Description of the task ::
Please give every entry again, exactly as it reads.

Task input ::
====

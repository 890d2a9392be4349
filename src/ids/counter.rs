use std::sync::atomic::{AtomicU64, Ordering};

use super::IdGenerator;
use crate::error::IdError;

/// Monotonic counter producing `start, start + step, start + 2*step, ...`.
///
/// ## Example
/// ```rust
/// use eventvisor::ids::{CounterIds, IdGenerator};
///
/// let ids = CounterIds::new(10, 10);
/// assert_eq!(ids.next_id().unwrap(), 10);
/// assert_eq!(ids.next_id().unwrap(), 20);
/// ```
#[derive(Debug)]
pub struct CounterIds {
    next: AtomicU64,
    step: u64,
}

impl CounterIds {
    /// Creates a counter. A zero `step` is treated as 1.
    pub fn new(start: u64, step: u64) -> Self {
        Self {
            next: AtomicU64::new(start),
            step: step.max(1),
        }
    }
}

impl Default for CounterIds {
    fn default() -> Self {
        Self::new(1, 1)
    }
}

impl IdGenerator for CounterIds {
    fn next_id(&self) -> Result<u64, IdError> {
        match self.next.fetch_add(self.step, Ordering::Relaxed) {
            0 => Err(IdError::Zero),
            id => Ok(id),
        }
    }
}
//! # In-process subscription backed by a tokio mpsc channel.
//!
//! Useful for tests, demos, and for bridging a transport client that already
//! runs its own receive task. Dropping every sender makes the next `receive`
//! fail with [`SubscriptionError::Closed`], which the dispatcher treats as
//! terminal.

use async_trait::async_trait;
use tokio::sync::{mpsc, Mutex};
use tokio_util::sync::CancellationToken;

use super::message::Message;
use super::subscription::Subscription;
use crate::error::SubscriptionError;

/// Subscription reading from an mpsc receiver.
pub struct ChannelSubscription {
    rx: Mutex<mpsc::Receiver<Message>>,
}

impl ChannelSubscription {
    /// Creates a subscription and the sender feeding it.
    pub fn new(capacity: usize) -> (mpsc::Sender<Message>, Self) {
        let (tx, rx) = mpsc::channel(capacity.max(1));
        (tx, Self::from_receiver(rx))
    }

    pub fn from_receiver(rx: mpsc::Receiver<Message>) -> Self {
        Self { rx: Mutex::new(rx) }
    }
}

#[async_trait]
impl Subscription for ChannelSubscription {
    async fn receive(&self, _token: &CancellationToken) -> Result<Message, SubscriptionError> {
        let mut rx = self.rx.lock().await;
        rx.recv().await.ok_or(SubscriptionError::Closed)
    }

    async fn shutdown(&self) {
        self.rx.lock().await.close();
    }
}

#[cfg(test)]
mod tests {
    use super::*;

    #[tokio::test]
    async fn yields_in_order_then_closes() {
        let (tx, sub) = ChannelSubscription::new(4);
        let token = CancellationToken::new();

        tx.send(Message::new("1", b"a".to_vec())).await.unwrap();
        tx.send(Message::new("2", b"b".to_vec())).await.unwrap();
        drop(tx);

        assert_eq!(sub.receive(&token).await.unwrap().id(), "1");
        assert_eq!(sub.receive(&token).await.unwrap().id(), "2");
        assert_eq!(
            sub.receive(&token).await.unwrap_err(),
            SubscriptionError::Closed
        );
    }

    #[tokio::test]
    async fn shutdown_rejects_further_sends() {
        let (tx, sub) = ChannelSubscription::new(1);
        sub.shutdown().await;
        assert!(tx.send(Message::new("x", Vec::new())).await.is_err());
    }
}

====

Written solution ::
repository 890d2a9392be4349
filename src/ids/counter.rs
use std::sync::atomic::{AtomicU64, Ordering};

use super::IdGenerator;
use crate::error::IdError;

/// Monotonic counter producing `start, start + step, start + 2*step, ...`.
///
/// ## Example
/// ```rust
/// use eventvisor::ids::{CounterIds, IdGenerator};
///
/// let ids = CounterIds::new(10, 10);
/// assert_eq!(ids.next_id().unwrap(), 10);
/// assert_eq!(ids.next_id().unwrap(), 20);
/// ```
#[derive(Debug)]
pub struct CounterIds {
    next: AtomicU64,
    step: u64,
}

impl CounterIds {
    /// Creates a counter. A zero `step` is treated as 1.
    pub fn new(start: u64, step: u64) -> Self {
        Self {
            next: AtomicU64::new(start),
            step: step.max(1),
        }
    }
}

impl Default for CounterIds {
    fn default() -> Self {
        Self::new(1, 1)
    }
}

impl IdGenerator for CounterIds {
    fn next_id(&self) -> Result<u64, IdError> {
        match self.next.fetch_add(self.step, Ordering::Relaxed) {
            0 => Err(IdError::Zero),
            id => Ok(id),
        }
    }
}
//! # In-process subscription backed by a tokio mpsc channel.
//!
//! Useful for tests, demos, and for bridging a transport client that already
//! runs its own receive task. Dropping every sender makes the next `receive`
//! fail with [`SubscriptionError::Closed`], which the dispatcher treats as
//! terminal.

use async_trait::async_trait;
use tokio::sync::{mpsc, Mutex};
use tokio_util::sync::CancellationToken;

use super::message::Message;
use super::subscription::Subscription;
use crate::error::SubscriptionError;

/// Subscription reading from an mpsc receiver.
pub struct ChannelSubscription {
    rx: Mutex<mpsc::Receiver<Message>>,
}

impl ChannelSubscription {
    /// Creates a subscription and the sender feeding it.
    pub fn new(capacity: usize) -> (mpsc::Sender<Message>, Self) {
        let (tx, rx) = mpsc::channel(capacity.max(1));
        (tx, Self::from_receiver(rx))
    }

    pub fn from_receiver(rx: mpsc::Receiver<Message>) -> Self {
        Self { rx: Mutex::new(rx) }
    }
}

#[async_trait]
impl Subscription for ChannelSubscription {
    async fn receive(&self, _token: &CancellationToken) -> Result<Message, SubscriptionError> {
        let mut rx = self.rx.lock().await;
        rx.recv().await.ok_or(SubscriptionError::Closed)
    }

    async fn shutdown(&self) {
        self.rx.lock().await.close();
    }
}

#[cfg(test)]
mod tests {
    use super::*;

    #[tokio::test]
    async fn yields_in_order_then_closes() {
        let (tx, sub) = ChannelSubscription::new(4);
        let token = CancellationToken::new();

        tx.send(Message::new("1", b"a".to_vec())).await.unwrap();
        tx.send(Message::new("2", b"b".to_vec())).await.unwrap();
        drop(tx);

        assert_eq!(sub.receive(&token).await.unwrap().id(), "1");
        assert_eq!(sub.receive(&token).await.unwrap().id(), "2");
        assert_eq!(
            sub.receive(&token).await.unwrap_err(),
            SubscriptionError::Closed
        );
    }

    #[tokio::test]
    async fn shutdown_rejects_further_sends() {
        let (tx, sub) = ChannelSubscription::new(1);
        sub.shutdown().await;
        assert!(tx.send(Message::new("x", Vec::new())).await.is_err());
    }
}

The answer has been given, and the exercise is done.